◆ WHAT TO DO:
Word for word, print all of the lines below.

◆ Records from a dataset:
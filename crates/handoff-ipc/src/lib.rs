//! Frame and result exchange between a producer (host) and a consumer (worker) process.
//!
//! A link consists of two [`SharedBuffer`]s and two [`Signal`]s:
//!
//! * the *frame buffer*, written by the host and read by the worker,
//! * the *result buffer*, written by the worker and read by the host,
//! * the *ready* signal, raised by the host once a frame is in place,
//! * the *done* signal, raised by the worker once the result is in place.
//!
//! This is a strict two-phase handshake rather than a queue: at most one frame is ever in flight,
//! and a host that writes faster than the worker drains simply overwrites its own frame.
//!
//! The worker and host capabilities are expressed by the [`WorkerSide`] and [`HostSide`] traits.
//! Two backends implement them:
//!
//! * [`posix`] (Linux only): POSIX shared memory and named semaphores, for use across processes.
//! * [`local`]: heap buffers and condition variables, connecting two threads of one process.

pub mod buffer;
pub mod local;
#[cfg(target_os = "linux")]
pub mod posix;
pub mod signal;

mod error;

use std::{fmt, str::FromStr, time::Duration};

pub use buffer::SharedBuffer;
pub use error::IpcError;
pub use signal::{Signal, WaitOutcome};

/// Names of the OS objects making up a link.
///
/// These are a fixed contract between both processes. POSIX requires them to start with a `/`
/// and contain no other slashes.
#[derive(Debug, Clone, PartialEq, Eq)]
pub struct Names {
    pub frame: String,
    pub result: String,
    pub ready: String,
    pub done: String,
}

impl Names {
    /// Derives all four names from a common prefix.
    pub fn with_prefix(prefix: &str) -> Self {
        Self {
            frame: format!("/{prefix}_frame"),
            result: format!("/{prefix}_result"),
            ready: format!("/{prefix}_frame_ready"),
            done: format!("/{prefix}_result_done"),
        }
    }
}

impl Default for Names {
    fn default() -> Self {
        Self::with_prefix("handoff")
    }
}

/// Capacities of the two buffers of a link, in bytes.
#[derive(Debug, Clone, Copy, PartialEq, Eq)]
pub struct Layout {
    pub frame_len: usize,
    pub result_len: usize,
}

/// The capabilities the consumer needs.
pub trait WorkerSide {
    /// The buffer the host writes frames into.
    fn frame_buffer(&self) -> &SharedBuffer;

    /// The buffer this side writes results into.
    fn result_buffer(&self) -> &SharedBuffer;

    /// Waits for the host to announce a frame.
    fn wait_ready(&self, timeout: Duration) -> Result<WaitOutcome, IpcError>;

    /// Announces that the result for the last frame is in place.
    fn signal_done(&self) -> Result<(), IpcError>;

    /// Releases all resources, reporting failures.
    ///
    /// Dropping the value releases them too, but can only log failures.
    fn close(self) -> Result<(), IpcError>
    where
        Self: Sized;
}

/// The capabilities the producer needs.
pub trait HostSide {
    /// The buffer this side writes frames into.
    fn frame_buffer(&self) -> &SharedBuffer;

    /// The buffer the worker writes results into.
    fn result_buffer(&self) -> &SharedBuffer;

    /// Announces that a frame is in place.
    fn signal_ready(&self) -> Result<(), IpcError>;

    /// Waits for the worker to finish the announced frame.
    fn wait_done(&self, timeout: Duration) -> Result<WaitOutcome, IpcError>;

    /// Releases all resources, reporting failures.
    fn close(self) -> Result<(), IpcError>
    where
        Self: Sized;
}

/// Selects which implementation of the link to use.
#[derive(Debug, Clone, Copy, PartialEq, Eq)]
pub enum Backend {
    /// Named POSIX shared memory and semaphores.
    Posix,
    /// Threads of the current process.
    Local,
}

impl FromStr for Backend {
    type Err = String;

    fn from_str(s: &str) -> Result<Self, Self::Err> {
        match s {
            "posix" => Ok(Self::Posix),
            "local" => Ok(Self::Local),
            _ => Err(format!("unknown IPC backend '{s}' (expected 'posix' or 'local')")),
        }
    }
}

impl fmt::Display for Backend {
    fn fmt(&self, f: &mut fmt::Formatter<'_>) -> fmt::Result {
        f.write_str(match self {
            Self::Posix => "posix",
            Self::Local => "local",
        })
    }
}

◆ RESULT FOR THIS EXERCISE:
filename crates/handoff-ipc/src/lib.rs
//! Frame and result exchange between a producer (host) and a consumer (worker) process.
//!
//! A link consists of two [`SharedBuffer`]s and two [`Signal`]s:
//!
//! * the *frame buffer*, written by the host and read by the worker,
//! * the *result buffer*, written by the worker and read by the host,
//! * the *ready* signal, raised by the host once a frame is in place,
//! * the *done* signal, raised by the worker once the result is in place.
//!
//! This is a strict two-phase handshake rather than a queue: at most one frame is ever in flight,
//! and a host that writes faster than the worker drains simply overwrites its own frame.
//!
//! The worker and host capabilities are expressed by the [`WorkerSide`] and [`HostSide`] traits.
//! Two backends implement them:
//!
//! * [`posix`] (Linux only): POSIX shared memory and named semaphores, for use across processes.
//! * [`local`]: heap buffers and condition variables, connecting two threads of one process.

pub mod buffer;
pub mod local;
#[cfg(target_os = "linux")]
pub mod posix;
pub mod signal;

mod error;

use std::{fmt, str::FromStr, time::Duration};

pub use buffer::SharedBuffer;
pub use error::IpcError;
pub use signal::{Signal, WaitOutcome};

/// Names of the OS objects making up a link.
///
/// These are a fixed contract between both processes. POSIX requires them to start with a `/`
/// and contain no other slashes.
#[derive(Debug, Clone, PartialEq, Eq)]
pub struct Names {
    pub frame: String,
    pub result: String,
    pub ready: String,
    pub done: String,
}

impl Names {
    /// Derives all four names from a common prefix.
    pub fn with_prefix(prefix: &str) -> Self {
        Self {
            frame: format!("/{prefix}_frame"),
            result: format!("/{prefix}_result"),
            ready: format!("/{prefix}_frame_ready"),
            done: format!("/{prefix}_result_done"),
        }
    }
}

impl Default for Names {
    fn default() -> Self {
        Self::with_prefix("handoff")
    }
}

/// Capacities of the two buffers of a link, in bytes.
#[derive(Debug, Clone, Copy, PartialEq, Eq)]
pub struct Layout {
    pub frame_len: usize,
    pub result_len: usize,
}

/// The capabilities the consumer needs.
pub trait WorkerSide {
    /// The buffer the host writes frames into.
    fn frame_buffer(&self) -> &SharedBuffer;

    /// The buffer this side writes results into.
    fn result_buffer(&self) -> &SharedBuffer;

    /// Waits for the host to announce a frame.
    fn wait_ready(&self, timeout: Duration) -> Result<WaitOutcome, IpcError>;

    /// Announces that the result for the last frame is in place.
    fn signal_done(&self) -> Result<(), IpcError>;

    /// Releases all resources, reporting failures.
    ///
    /// Dropping the value releases them too, but can only log failures.
    fn close(self) -> Result<(), IpcError>
    where
        Self: Sized;
}

/// The capabilities the producer needs.
pub trait HostSide {
    /// The buffer this side writes frames into.
    fn frame_buffer(&self) -> &SharedBuffer;

    /// The buffer the worker writes results into.
    fn result_buffer(&self) -> &SharedBuffer;

    /// Announces that a frame is in place.
    fn signal_ready(&self) -> Result<(), IpcError>;

    /// Waits for the worker to finish the announced frame.
    fn wait_done(&self, timeout: Duration) -> Result<WaitOutcome, IpcError>;

    /// Releases all resources, reporting failures.
    fn close(self) -> Result<(), IpcError>
    where
        Self: Sized;
}

/// Selects which implementation of the link to use.
#[derive(Debug, Clone, Copy, PartialEq, Eq)]
pub enum Backend {
    /// Named POSIX shared memory and semaphores.
    Posix,
    /// Threads of the current process.
    Local,
}

impl FromStr for Backend {
    type Err = String;

    fn from_str(s: &str) -> Result<Self, Self::Err> {
        match s {
            "posix" => Ok(Self::Posix),
            "local" => Ok(Self::Local),
            _ => Err(format!("unknown IPC backend '{s}' (expected 'posix' or 'local')")),
        }
    }
}

impl fmt::Display for Backend {
    fn fmt(&self, f: &mut fmt::Formatter<'_>) -> fmt::Result {
        f.write_str(match self {
            Self::Posix => "posix",
            Self::Local => "local",
        })
    }
}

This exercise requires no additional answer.